Lucas Maronnier

Personal information
- Date of birth: 9 March 2000 (age 26)
- Place of birth: Meaux, France
- Height: 1.74 m (5 ft 9 in)
- Position: Right-back

Team information
- Current team: Troyes
- Number: 2

Youth career
- 2005–2012: USF Trilport
- 2012–2013: Meaux
- 2013–2018: Paris Saint-Germain
- 2018–2019: Guingamp

Senior career*
- Years: Team / Apps / (Gls)
- 2019–2025: Guingamp II / 56 / (1)
- 2022–2025: Guingamp / 34 / (1)
- 2025–: Troyes / 22 / (0)

= Lucas Maronnier =

French footballer (born 2000)

Lucas Maronnier (born 9 March 2000) is a French professional footballer who plays as a right-back for club Troyes.

==Career==
Maronnier is a product of the youth academies of the French clubs USF Trilport, Meaux, Paris Saint-Germain, and Guingamp.

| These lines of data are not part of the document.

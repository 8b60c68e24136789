//! Double-entry ledger.
//!
//! - Chart of accounts and journal entry types
//! - Account classification (normal side, statement bucket)
//! - The ledger store seam and an in-memory store
//! - Balance calculation and running ledgers
//! - Posting validation for new entries

pub mod account;
pub mod balance;
pub mod classifier;
pub mod entry;
pub mod error;
pub mod memory;
pub mod running;
pub mod store;
pub mod validation;

#[cfg(test)]
mod validation_props;

pub use account::{Account, AccountType, ParseAccountTypeError};
pub use balance::{BalanceCalculator, BalanceTotals, DebitCreditBalance};
pub use classifier::{AccountClassifier, CashFlowActivity, NormalSide, StatementBucket, normal_side};
pub use entry::{
    EntryStatus, JournalEntry, JournalEntryLine, NewJournalEntry, NewJournalLine, PostedLine,
};
pub use error::{LedgerError, StoreError};
pub use memory::InMemoryLedgerStore;
pub use running::{Movement, RunningLedger};
pub use store::{AccountFilter, LedgerStore, LineFilter};
pub use validation::{EntryTotals, validate_entry};
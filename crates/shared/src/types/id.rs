//! Typed IDs for type-safe entity references.
//!
//! A `JournalEntryId` cannot be passed where an `AccountId` is expected.

use serde::{Deserialize, Serialize};
use uuid::Uuid;

/// Macro to generate typed ID wrappers.
macro_rules! typed_id {
    ($name:ident, $doc:expr) => {
        #[doc = $doc]
        #[derive(Debug, Clone, Copy, PartialEq, Eq, PartialOrd, Ord, Hash, Serialize, Deserialize)]
        #[serde(transparent)]
        pub struct $name(pub Uuid);

        impl $name {
            /// Creates a new random ID using UUID v7 (time-ordered).
            #[must_use]
            pub fn new() -> Self {
                Self(Uuid::now_v7())
            }

            /// Creates an ID from an existing UUID.
            #[must_use]
            pub const fn from_uuid(uuid: Uuid) -> Self {
                Self(uuid)
            }

            /// Returns the inner UUID.
            #[must_use]
            pub const fn into_inner(self) -> Uuid {
                self.0
            }
        }

        impl Default for $name {
            fn default() -> Self {
                Self::new()
            }
        }

        impl std::fmt::Display for $name {
            fn fmt(&self, f: &mut std::fmt::Formatter<'_>) -> std::fmt::Result {
                write!(f, "{}", self.0)
            }
        }

        impl std::str::FromStr for $name {
            type Err = uuid::Error;

            fn from_str(s: &str) -> Result<Self, Self::Err> {
                Ok(Self(Uuid::parse_str(s)?))
            }
        }
    };
}

typed_id!(
    AccountId,
    "Unique identifier for a chart of accounts entry."
);
typed_id!(JournalEntryId, "Unique identifier for a journal entry.");
typed_id!(JournalLineId, "Unique identifier for a journal entry line.");

#[cfg(test)]
#[path = "id_tests.rs"]
mod tests;
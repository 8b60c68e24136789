use super::*;
use rust_decimal_macros::dec;

#[test]
fn test_default_tolerance() {
    assert_eq!(Materiality::default().tolerance, dec!(0.01));
}

#[test]
fn test_below_tolerance_is_zero() {
    let materiality = Materiality::default();
    assert!(materiality.is_zero(dec!(0.005)));
    assert!(materiality.is_zero(dec!(-0.009)));
    assert!(materiality.is_zero(Decimal::ZERO));
}

#[test]
fn test_at_tolerance_is_material() {
    let materiality = Materiality::default();
    assert!(materiality.is_material(dec!(0.01)));
    assert!(materiality.is_material(dec!(-0.01)));
    assert!(materiality.is_material(dec!(1000.00)));
}

#[test]
fn test_agrees() {
    let materiality = Materiality::default();
    assert!(materiality.agrees(dec!(1000.00), dec!(1000.004)));
    assert!(!materiality.agrees(dec!(1000.00), dec!(1000.02)));
}

#[test]
fn test_negative_tolerance_is_normalized() {
    let materiality = Materiality::new(dec!(-0.05));
    assert_eq!(materiality.tolerance, dec!(0.05));
    assert!(materiality.is_zero(dec!(0.04)));
}

#[test]
fn test_format_amount() {
    assert_eq!(format_amount(dec!(1000)), "1000.00");
    assert_eq!(format_amount(dec!(12.345)), "12.35");
    assert_eq!(format_amount(dec!(-12.345)), "-12.35");
    assert_eq!(format_amount(dec!(0.004)), "0.00");
}
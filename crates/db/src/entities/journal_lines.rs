//! `SeaORM` Entity for journal_lines table.

use neraca_core::ledger::JournalEntryLine;
use neraca_shared::types::{AccountId, JournalEntryId, JournalLineId};
use sea_orm::entity::prelude::*;
use serde::{Deserialize, Serialize};

#[derive(Clone, Debug, PartialEq, DeriveEntityModel, Eq, Serialize, Deserialize)]
#[sea_orm(table_name = "journal_lines")]
pub struct Model {
    #[sea_orm(primary_key, auto_increment = false)]
    pub id: Uuid,
    pub entry_id: Uuid,
    pub line_number: i32,
    pub account_id: Uuid,
    #[sea_orm(column_type = "Decimal(Some((19, 4)))")]
    pub debit: Decimal,
    #[sea_orm(column_type = "Decimal(Some((19, 4)))")]
    pub credit: Decimal,
    #[sea_orm(column_type = "Text", nullable)]
    pub description: Option<String>,
    pub created_at: DateTimeWithTimeZone,
}

#[derive(Copy, Clone, Debug, EnumIter, DeriveRelation)]
pub enum Relation {
    #[sea_orm(
        belongs_to = "super::journal_entries::Entity",
        from = "Column::EntryId",
        to = "super::journal_entries::Column::Id"
    )]
    JournalEntries,
    #[sea_orm(
        belongs_to = "super::accounts::Entity",
        from = "Column::AccountId",
        to = "super::accounts::Column::Id"
    )]
    Accounts,
}

impl Related<super::journal_entries::Entity> for Entity {
    fn to() -> RelationDef {
        Relation::JournalEntries.def()
    }
}

impl Related<super::accounts::Entity> for Entity {
    fn to() -> RelationDef {
        Relation::Accounts.def()
    }
}

impl ActiveModelBehavior for ActiveModel {}

impl From<Model> for JournalEntryLine {
    fn from(model: Model) -> Self {
        Self {
            id: JournalLineId::from_uuid(model.id),
            entry_id: JournalEntryId::from_uuid(model.entry_id),
            account_id: AccountId::from_uuid(model.account_id),
            debit: model.debit,
            credit: model.credit,
            description: model.description,
        }
    }
}
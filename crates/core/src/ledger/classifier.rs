//! Account classification: normal balance side and statement bucket.
//!
//! Every signed balance in the crate goes through [`NormalSide`]. Nothing
//! else is allowed to decide whether a debit increases or decreases an
//! account.
//!
//! - Asset, CostOfSales, Expense: balance = debit - credit (debit-normal)
//! - Liability, Equity, Revenue: balance = credit - debit (credit-normal)

use rust_decimal::Decimal;
use serde::{Deserialize, Serialize};

use neraca_shared::ReportingConfig;

use super::account::AccountType;

/// The side on which an account's balance normally sits.
#[derive(Debug, Clone, Copy, PartialEq, Eq, Hash, Serialize, Deserialize)]
#[serde(rename_all = "lowercase")]
pub enum NormalSide {
    /// Debits increase the balance.
    Debit,
    /// Credits increase the balance.
    Credit,
}

impl NormalSide {
    /// Returns the normal side for an account type.
    #[must_use]
    pub const fn of(account_type: AccountType) -> Self {
        match account_type {
            AccountType::Asset | AccountType::CostOfSales | AccountType::Expense => Self::Debit,
            AccountType::Liability | AccountType::Equity | AccountType::Revenue => Self::Credit,
        }
    }

    /// Signed balance change for a debit/credit pair.
    ///
    /// Positive means the account moved in its normal direction.
    #[must_use]
    pub fn signed_change(self, debit: Decimal, credit: Decimal) -> Decimal {
        match self {
            Self::Debit => debit - credit,
            Self::Credit => credit - debit,
        }
    }

    /// +1 for debit-normal, -1 for credit-normal.
    #[must_use]
    pub const fn debit_weight(self) -> Decimal {
        match self {
            Self::Debit => Decimal::ONE,
            Self::Credit => Decimal::NEGATIVE_ONE,
        }
    }

    /// Cash effect of a balance sheet account changing by `balance` on this
    /// side. A net debit consumes cash, a net credit supplies it.
    #[must_use]
    pub fn cash_effect(self, balance: Decimal) -> Decimal {
        -(balance * self.debit_weight())
    }
}

/// Shorthand for [`NormalSide::of`].
#[must_use]
pub const fn normal_side(account_type: AccountType) -> NormalSide {
    NormalSide::of(account_type)
}

/// Statement category an account is reported under.
#[derive(Debug, Clone, Copy, PartialEq, Eq, Hash, PartialOrd, Ord, Serialize, Deserialize)]
#[serde(rename_all = "snake_case")]
pub enum StatementBucket {
    /// Asset whose code matches a current-asset prefix.
    CurrentAsset,
    /// Any other asset.
    NonCurrentAsset,
    /// Liability whose code matches a current-liability prefix.
    CurrentLiability,
    /// Any other liability.
    NonCurrentLiability,
    /// Equity.
    Equity,
    /// Revenue.
    Revenue,
    /// Cost of sales.
    CostOfSales,
    /// Operating expense.
    Expense,
}

impl StatementBucket {
    /// Human readable heading.
    #[must_use]
    pub const fn label(self) -> &'static str {
        match self {
            Self::CurrentAsset => "Current Assets",
            Self::NonCurrentAsset => "Non-Current Assets",
            Self::CurrentLiability => "Current Liabilities",
            Self::NonCurrentLiability => "Non-Current Liabilities",
            Self::Equity => "Equity",
            Self::Revenue => "Revenue",
            Self::CostOfSales => "Cost of Sales",
            Self::Expense => "Operating Expenses",
        }
    }
}

/// Cash flow section for non-operating accounts.
#[derive(Debug, Clone, Copy, PartialEq, Eq, Hash, Serialize, Deserialize)]
#[serde(rename_all = "snake_case")]
pub enum CashFlowActivity {
    /// Fixed asset purchases and disposals.
    Investing,
    /// Long-term borrowing and share capital.
    Financing,
}

/// Prefix-driven classifier built from deployment configuration.
#[derive(Debug, Clone, PartialEq, Eq)]
pub struct AccountClassifier {
    current_asset_prefixes: Vec<String>,
    current_liability_prefixes: Vec<String>,
    fixed_asset_prefixes: Vec<String>,
    long_term_liability_prefixes: Vec<String>,
    share_capital_prefixes: Vec<String>,
}

impl AccountClassifier {
    /// Builds a classifier from the reporting configuration.
    #[must_use]
    pub fn from_config(config: &ReportingConfig) -> Self {
        Self {
            current_asset_prefixes: config.current_asset_prefixes.clone(),
            current_liability_prefixes: config.current_liability_prefixes.clone(),
            fixed_asset_prefixes: config.fixed_asset_prefixes.clone(),
            long_term_liability_prefixes: config.long_term_liability_prefixes.clone(),
            share_capital_prefixes: config.share_capital_prefixes.clone(),
        }
    }

    /// Normal side of an account type.
    #[must_use]
    pub const fn normal_side(&self, account_type: AccountType) -> NormalSide {
        NormalSide::of(account_type)
    }

    /// Statement bucket for an account.
    #[must_use]
    pub fn statement_bucket(&self, code: &str, account_type: AccountType) -> StatementBucket {
        match account_type {
            AccountType::Asset if has_prefix(code, &self.current_asset_prefixes) => {
                StatementBucket::CurrentAsset
            }
            AccountType::Asset => StatementBucket::NonCurrentAsset,
            AccountType::Liability if has_prefix(code, &self.current_liability_prefixes) => {
                StatementBucket::CurrentLiability
            }
            AccountType::Liability => StatementBucket::NonCurrentLiability,
            AccountType::Equity => StatementBucket::Equity,
            AccountType::Revenue => StatementBucket::Revenue,
            AccountType::CostOfSales => StatementBucket::CostOfSales,
            AccountType::Expense => StatementBucket::Expense,
        }
    }

    /// Returns true if the code is in the fixed asset group.
    #[must_use]
    pub fn is_fixed_asset(&self, code: &str) -> bool {
        has_prefix(code, &self.fixed_asset_prefixes)
    }

    /// Returns true if the code is in the long-term liability or share capital group.
    #[must_use]
    pub fn is_financing(&self, code: &str) -> bool {
        has_prefix(code, &self.long_term_liability_prefixes)
            || has_prefix(code, &self.share_capital_prefixes)
    }

    /// Cash flow section for an account code, if it is not operating.
    ///
    /// Groups are matched by code only. A code matching both groups is investing.
    #[must_use]
    pub fn cash_flow_activity(&self, code: &str) -> Option<CashFlowActivity> {
        if self.is_fixed_asset(code) {
            Some(CashFlowActivity::Investing)
        } else if self.is_financing(code) {
            Some(CashFlowActivity::Financing)
        } else {
            None
        }
    }
}

impl Default for AccountClassifier {
    fn default() -> Self {
        Self::from_config(&ReportingConfig::default())
    }
}

fn has_prefix(code: &str, prefixes: &[String]) -> bool {
    prefixes
        .iter()
        .any(|prefix| !prefix.is_empty() && code.starts_with(prefix.as_str()))
}
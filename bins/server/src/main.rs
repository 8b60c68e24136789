//! Neraca report server.
//!
//! Serves financial statements computed from the PostgreSQL ledger.

use std::sync::Arc;

use anyhow::Context;
use tokio::net::TcpListener;
use tracing::info;
use tracing_subscriber::{layer::SubscriberExt, util::SubscriberInitExt};

use neraca_api::{AppState, create_router};
use neraca_core::reports::ReportService;
use neraca_db::{SeaOrmLedgerStore, connect_with};
use neraca_shared::AppConfig;

#[tokio::main]
async fn main() -> anyhow::Result<()> {
    // Load environment variables from .env file
    dotenvy::dotenv().ok();

    tracing_subscriber::registry()
        .with(
            tracing_subscriber::EnvFilter::try_from_default_env()
                .unwrap_or_else(|_| "neraca=debug,tower_http=debug".into()),
        )
        .with(tracing_subscriber::fmt::layer())
        .init();

    let config = AppConfig::load().context("Failed to load configuration")?;

    let db = connect_with(&config.database).await?;
    info!(
        max_connections = config.database.max_connections,
        "Connected to database"
    );

    let store = Arc::new(SeaOrmLedgerStore::new(db));
    let reports = ReportService::new(store, &config.reporting);
    info!(
        materiality = %config.reporting.materiality_tolerance,
        "Report service configured"
    );

    let app = create_router(AppState::new(reports));

    let addr = format!("{}:{}", config.server.host, config.server.port);
    let listener = TcpListener::bind(&addr).await?;
    info!("Server listening on {}", addr);

    axum::serve(listener, app).await?;

    Ok(())
}
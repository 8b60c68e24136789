//! Database migrations.
//!
//! Migrations are managed using sea-orm-migration.

pub use sea_orm_migration::prelude::*;

mod m20260301_000001_initial;

/// Migrator for running database migrations.
pub struct Migrator;

#[async_trait::async_trait]
impl MigratorTrait for Migrator {
    fn migrations() -> Vec<Box<dyn MigrationTrait>> {
        vec![Box::new(m20260301_000001_initial::Migration)]
    }
}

He was promoted to Guingamp's reserves in 2019, and on 18 July 2023 signed his first professional contract with the club until 2025 and was promoted to their senior team. On 22 June 2025, he transferred to Troyes on a 2-year contract. He helped them win the 2025–26 season to earn promotion to Ligue 1.